What do we know about HPV-negative cervical cancer?

4 minute read


Next year’s revamped cervical screening program will probably miss some cervical cancers not caused by HPV


 

Despite a growing awareness of HPV-negative cervical cancers, which will be missed under the new screening program, experts insist moving away from Pap smears will save more lives overall.

Due to roll out across Australia in May 2017, the revised screening program will see women tested every five years instead of every two, and assessed for HPV in the first instance rather than by cytology Pap smear.

This is estimated to result in about 300 fewer new diagnoses of cervical cancer per year compared with the current screening program, according to associate professor Julia Brotherton, medical director of the National HPV Vaccination Program Register.

“Sadly, although Pap smear screening has done a great job and saved many lives, it is not very sensitive,” said Professor Ian Hammond, chair of the Steering Committee for the Renewal Implementation Project.

Screening women with a HPV test, and performing cytology only when that result was positive, would save many more lives, although inevitably no screening program was perfect, he said.

A small number of cervical cancers were not caused by the human papilloma virus and thus were not the target of HPV-based screening.

These HPV negative cervical cancers would be detected only when they had become symptomatic, Professor Hammond said.

However, this type of cancer was so infrequent that the reduction in the overall cervical cancer incidence and mortality with primary HPV screening would far outweigh any potential “misses”.

It was important to educate the public about possible symptoms, and encourage women to report them to their doctor early, he said.

Women who presented with abnormal vaginal bleeding – whether post coital, intermenstrual or post-menopausal – should have a speculum examination of the cervix, and a liquid-based sample taken for co-testing for HPV and cytology, Professor Hammond told The Medical Republic.

This group of women would nearly always also require a specialist referral for colposcopy.

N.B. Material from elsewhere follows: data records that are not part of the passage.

//! stripey-cx - witness collation tool
//!
//! Loads TEI witness transcriptions, collates them verse by verse with a
//! CollateX service, and exports the resulting stripes as NEXUS matrices.

use std::io::{BufRead, Write};
use std::path::{Path, PathBuf};
use std::sync::Arc;

use anyhow::{bail, Context, Result};
use clap::{Parser, Subcommand};
use tokio::signal;
use tokio_util::sync::CancellationToken;
use tracing::{error, info, warn};

use stripey_common::config::{
    init_tracing, load_config, user_config_path, write_starter_config, RootFolderInitializer, RootFolderResolver,
    TomlConfig,
};
use stripey_common::db::init_database;
use stripey_cx::config::{build_oracle, export_options, CollateOverrides, ExportOverrides};
use stripey_cx::db::{drop_apparatus, find_uncollated, load_export_scope, ChapterScope, ExportRange};
use stripey_cx::nexus::{build_matrix, render};
use stripey_cx::oracle::{AlignmentOracle, Algorithm};
use stripey_cx::services::{load_folder, run_selftest, CollateSettings, Collator};
use stripey_cx::witness::Manuscript;
use stripey_cx::CollateError;

/// Command-line arguments for stripey-cx
#[derive(Parser, Debug)]
#[command(name = "stripey-cx")]
#[command(about = "Collate manuscript witnesses and export their stripes")]
#[command(version)]
struct Args {
    /// Root folder holding the database
    #[arg(short, long, env = "STRIPEY_ROOT_FOLDER", global = true)]
    root_folder: Option<PathBuf>,

    /// TOML config file
    #[arg(short, long, env = "STRIPEY_CONFIG", global = true)]
    config: Option<PathBuf>,

    #[command(subcommand)]
    command: Command,
}

#[derive(Subcommand, Debug)]
enum Command {
    /// Load every *.xml transcription in a folder
    Load {
        folder: PathBuf,
    },

    /// Collate all uncollated verses
    Collate {
        /// dekker, needleman-wunsch, medite or all
        #[arg(short, long, default_value = "dekker")]
        algorithm: String,

        /// Only collate this book:chapter, e.g. 04:11
        #[arg(long)]
        chapter: Option<ChapterScope>,

        /// Drop the existing apparatus first
        #[arg(long)]
        clean: bool,

        /// Don't ask before dropping
        #[arg(long, requires = "clean")]
        force: bool,

        /// Parallel verse workers
        #[arg(short = 'j', long)]
        workers: Option<usize>,

        /// Oracle request timeout in seconds
        #[arg(short, long)]
        timeout: Option<u64>,

        /// Oracle port
        #[arg(short, long)]
        port: Option<u16>,
    },

    /// Drop the apparatus of an algorithm
    Drop {
        #[arg(short, long)]
        algorithm: String,

        /// Only drop this book:chapter, e.g. 04:11
        #[arg(long)]
        chapter: Option<ChapterScope>,

        /// Don't ask for confirmation
        #[arg(long)]
        force: bool,
    },

    /// List verses not yet collated
    Uncollated {
        #[arg(short, long, default_value = "all")]
        algorithm: String,
    },

    /// Export a NEXUS character matrix
    Nexus {
        #[arg(short, long)]
        algorithm: Algorithm,

        /// Book number
        #[arg(long)]
        book: i64,

        #[arg(long)]
        chapter: Option<i64>,

        #[arg(long, requires = "chapter")]
        verse: Option<i64>,

        /// Use digits instead of letters for readings
        #[arg(long)]
        digits: bool,

        /// Exclude witnesses whose reference matches (repeatable)
        #[arg(long)]
        exclude: Vec<String>,

        /// Drop witnesses attested in less than this fraction of units
        #[arg(long)]
        fragmentary: Option<f64>,

        output: PathBuf,
    },

    /// Check the oracle against known alignments
    Selftest {
        #[arg(short, long)]
        port: Option<u16>,
    },

    /// Print the resolved hand texts of one transcription
    Extract {
        file: PathBuf,
    },

    /// Write a config file holding the defaults
    InitConfig {
        /// Target file; defaults to --config, then the user config folder
        path: Option<PathBuf>,

        /// Replace an existing file
        #[arg(long)]
        force: bool,
    },
}

#[tokio::main]
async fn main() -> Result<()> {
    let args = Args::parse();

    let config = load_config(args.config.as_deref()).context("Failed to load configuration")?;
    init_tracing(&config.logging).context("Failed to initialize logging")?;

    info!("stripey-cx {}", env!("CARGO_PKG_VERSION"));

    match args.command {
        Command::Extract { file } => extract(&file),
        Command::Selftest { port } => selftest(config, port).await,
        Command::InitConfig { path, force } => {
            let path = path
                .or(args.config)
                .or_else(user_config_path)
                .context("No config folder on this platform, pass a path")?;
            write_starter_config(&path, force)?;
            Ok(())
        }
        command => {
            let pool = open_database(&config, args.root_folder).await?;
            match command {
                Command::Load { folder } => {
                    let summary = load_folder(&pool, &folder)
                        .await
                        .with_context(|| format!("Failed to load {}", folder.display()))?;
                    info!(
                        loaded = summary.loaded.len(),
                        skipped = summary.skipped.len(),
                        failed = summary.failed.len(),
                        "Load finished"
                    );
                    for (file, reason) in &summary.failed {
                        error!("{}: {}", file, reason);
                    }
                    Ok(())
                }
                Command::Collate {
                    algorithm,
                    chapter,
                    clean,
                    force,
                    workers,
                    timeout,
                    port,
                } => {
                    let algorithms = Algorithm::parse_selection(&algorithm)?;
                    if clean {
                        for &algo in &algorithms {
                            drop_algorithm(&pool, algo, chapter, force).await?;
                        }
                    }
                    let overrides = CollateOverrides {
                        workers,
                        timeout_secs: timeout,
                        port,
                    };
                    // Only a running collation drains on a signal; everything else exits at once
                    let cancel_token = cancel_on_shutdown();
                    collate(&pool, config, &overrides, &algorithms, chapter, cancel_token).await
                }
                Command::Drop {
                    algorithm,
                    chapter,
                    force,
                } => {
                    let algorithm: Algorithm = algorithm.parse()?;
                    drop_algorithm(&pool, algorithm, chapter, force).await
                }
                Command::Uncollated { algorithm } => {
                    for algo in Algorithm::parse_selection(&algorithm)? {
                        let verses = find_uncollated(&pool, algo).await?;
                        println!("{}: {} uncollated verses", algo, verses.len());
                        for v in verses {
                            println!("  {} {}:{}", v.book, v.chapter, v.verse);
                        }
                    }
                    Ok(())
                }
                Command::Nexus {
                    algorithm,
                    book,
                    chapter,
                    verse,
                    digits,
                    exclude,
                    fragmentary,
                    output,
                } => {
                    let overrides = ExportOverrides {
                        digits,
                        exclude,
                        fragmentary_threshold: fragmentary,
                    };
                    let options = export_options(&config.export, &overrides)?;
                    let range = ExportRange {
                        book_num: book,
                        chapter,
                        verse,
                    };
                    let scope = load_export_scope(&pool, algorithm, range).await?;
                    let matrix = build_matrix(&scope, &options)?;
                    std::fs::write(&output, render(&matrix))
                        .with_context(|| format!("Failed to write {}", output.display()))?;
                    info!(
                        taxa = matrix.rows.len(),
                        nchar = matrix.nchar,
                        output = %output.display(),
                        "Wrote NEXUS matrix"
                    );
                    Ok(())
                }
                Command::Extract { .. } | Command::Selftest { .. } | Command::InitConfig { .. } => Ok(()),
            }
        }
    }
}

async fn open_database(config: &TomlConfig, root_folder: Option<PathBuf>) -> Result<sqlx::SqlitePool> {
    let root_folder = RootFolderResolver::new("stripey-cx")
        .with_cli_arg(root_folder)
        .with_toml(config)
        .resolve();

    let initializer = RootFolderInitializer::new(root_folder);
    initializer
        .ensure_directory_exists()
        .context("Failed to initialize root folder")?;

    let db_path = initializer.database_path();
    info!("Database: {}", db_path.display());
    init_database(&db_path)
        .await
        .with_context(|| format!("Failed to open {}", db_path.display()))
}

async fn collate(
    pool: &sqlx::SqlitePool,
    mut config: TomlConfig,
    overrides: &CollateOverrides,
    algorithms: &[Algorithm],
    chapter: Option<ChapterScope>,
    cancel_token: CancellationToken,
) -> Result<()> {
    overrides.apply(&mut config.oracle, &mut config.collate);
    let settings = CollateSettings::from_config(&config.oracle, &config.collate);
    let oracle: Arc<dyn AlignmentOracle> = Arc::new(build_oracle(&config.oracle, settings.workers)?);

    let collator = Collator::new(pool.clone(), oracle, settings, cancel_token);
    match collator.run(algorithms, chapter).await {
        Ok(summaries) => {
            for (algorithm, summary) in summaries {
                info!(
                    algorithm = %algorithm,
                    collated = summary.collated,
                    failed = summary.failed,
                    "Collation summary"
                );
            }
            if collator.restarts() > 0 {
                warn!(restarts = collator.restarts(), "CollateX was restarted during the run");
            }
            Ok(())
        }
        Err(CollateError::Cancelled) => {
            warn!("Collation cancelled, uncollated verses will be picked up next run");
            Ok(())
        }
        Err(e) => Err(e).context("Collation failed"),
    }
}

async fn drop_algorithm(
    pool: &sqlx::SqlitePool,
    algorithm: Algorithm,
    chapter: Option<ChapterScope>,
    force: bool,
) -> Result<()> {
    let what = match chapter {
        Some(c) => format!("{} apparatus for {}:{}", algorithm, c.book_num, c.chapter),
        None => format!("all {} apparatus", algorithm),
    };
    if !force && !confirm(&format!("Delete {}?", what))? {
        bail!("Aborted");
    }
    let deleted = drop_apparatus(pool, algorithm, chapter).await?;
    warn!(algorithm = %algorithm, deleted, "Dropped {}", what);
    Ok(())
}

fn confirm(prompt: &str) -> Result<bool> {
    print!("{} [y/N] ", prompt);
    std::io::stdout().flush()?;
    let mut answer = String::new();
    std::io::stdin().lock().read_line(&mut answer)?;
    Ok(matches!(answer.trim(), "y" | "Y" | "yes"))
}

async fn selftest(mut config: TomlConfig, port: Option<u16>) -> Result<()> {
    if let Some(port) = port {
        config.oracle.port = port;
    }
    let oracle = build_oracle(&config.oracle, config.collate.workers)?;
    oracle.start().await.context("Failed to start CollateX")?;

    let result = run_selftest(&oracle, config.oracle.fuzzy_edit_distance).await;

    if let Err(e) = oracle.stop().await {
        warn!(error = %e, "Failed to stop CollateX cleanly");
    }
    result.context("Self-test failed")
}

fn extract(file: &Path) -> Result<()> {
    let name = file
        .file_stem()
        .and_then(|s| s.to_str())
        .unwrap_or("witness");
    let ms = Manuscript::from_file(name, file)?;

    let mut out = std::io::stdout().lock();
    for chapter in ms.chapters.values() {
        for (num, occurrences) in &chapter.verses {
            for verse in occurrences {
                writeln!(out, "{}:{}", chapter.num, num)?;
                for text in verse.get_texts(&ms.order_of_hands)? {
                    writeln!(out, "{}\t{}", text.hand, text.text)?;
                }
            }
        }
    }
    Ok(())
}

/// Token cancelled by the first Ctrl+C or SIGTERM from now on
fn cancel_on_shutdown() -> CancellationToken {
    let token = CancellationToken::new();
    let cancel = token.clone();
    tokio::spawn(async move {
        shutdown_signal().await;
        cancel.cancel();
    });
    token
}

/// Resolves on Ctrl+C or SIGTERM
async fn shutdown_signal() {
    let ctrl_c = async {
        if let Err(e) = signal::ctrl_c().await {
            warn!("Failed to install Ctrl+C handler: {}", e);
            std::future::pending::<()>().await;
        }
    };

    #[cfg(unix)]
    let terminate = async {
        match signal::unix::signal(signal::unix::SignalKind::terminate()) {
            Ok(mut sig) => {
                sig.recv().await;
            }
            Err(e) => {
                warn!("Failed to install signal handler: {}", e);
                std::future::pending::<()>().await;
            }
        }
    };

    #[cfg(not(unix))]
    let terminate = std::future::pending::<()>();

    tokio::select! {
        _ = ctrl_c => {
            info!("Received Ctrl+C, finishing in-flight verses");
        },
        _ = terminate => {
            info!("Received terminate signal, finishing in-flight verses");
        },
    }
}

Dr Suzanne Hyne, a gynaecological pathologist at Douglass Hanly Moir Pathology, said the majority of cervical cancers, about 80%, were squamous in origin, and most, if not all, were HPV-related.

“The majority of adenocarcinomas, which made up around 20% of all cervical cancers, were also HPV-related,” she said.

However, evidence was emerging that a small proportion of cancers in the adenocarcinoma group were not HPV related.

Although they made up only a minority of cases, they may represent a larger group than initially thought, with some experts now believing they could account for 10% of all adenocarcinomas of the cervix.

“No one knows for sure,” Dr Hyne said. “It’s probably under-recognised and under-reported at the moment.”

The majority of these true HPV negative cancers were gastric mucinous in type, which was included in the WHO classification of female reproductive organ tumours only in 2014.

While it was an evolving field, the recognition of HPV-negative cancers was not cause for alarm, Dr Hyne said.

The new DNA-based HPV screening test was more sensitive than the Pap test, and so more likely to pick up more women at risk, and save more lives overall, Dr Hyne said.

Testing for HPV would also allow women to be tested half as often as in the current program.

Australia will be only the second country to introduce cervical screening via HPV rather than cytology – with some regions of the Netherlands set to switch to screen by HPV testing in January next year.

Under the renewed program, women will have a liquid-based sample taken, which will be tested for HPV subtypes. Cytology will not routinely be performed if the HPV test is negative.

While the new screening algorithm is yet to be confirmed, The Medical Republic understands that women who test positive for either of the high-risk viruses, HPV 16 and 18, will go straight to colposcopy whether their cytology result is normal or abnormal.

Women who test positive for other high-risk types, but have negative cytology, are expected to have a repeat HPV in 12 months, or go to colposcopy if their co-test cytology is positive.

Immunosuppressed women will probably be asked to test every three years, and those with diethylstilbestrol (DES) exposure to test yearly.

Despite concerns that political opposition to Telstra’s control of the Cancer Register might delay the renewal, a spokesperson from the Department of Health said it would be implemented on May 1, 2017.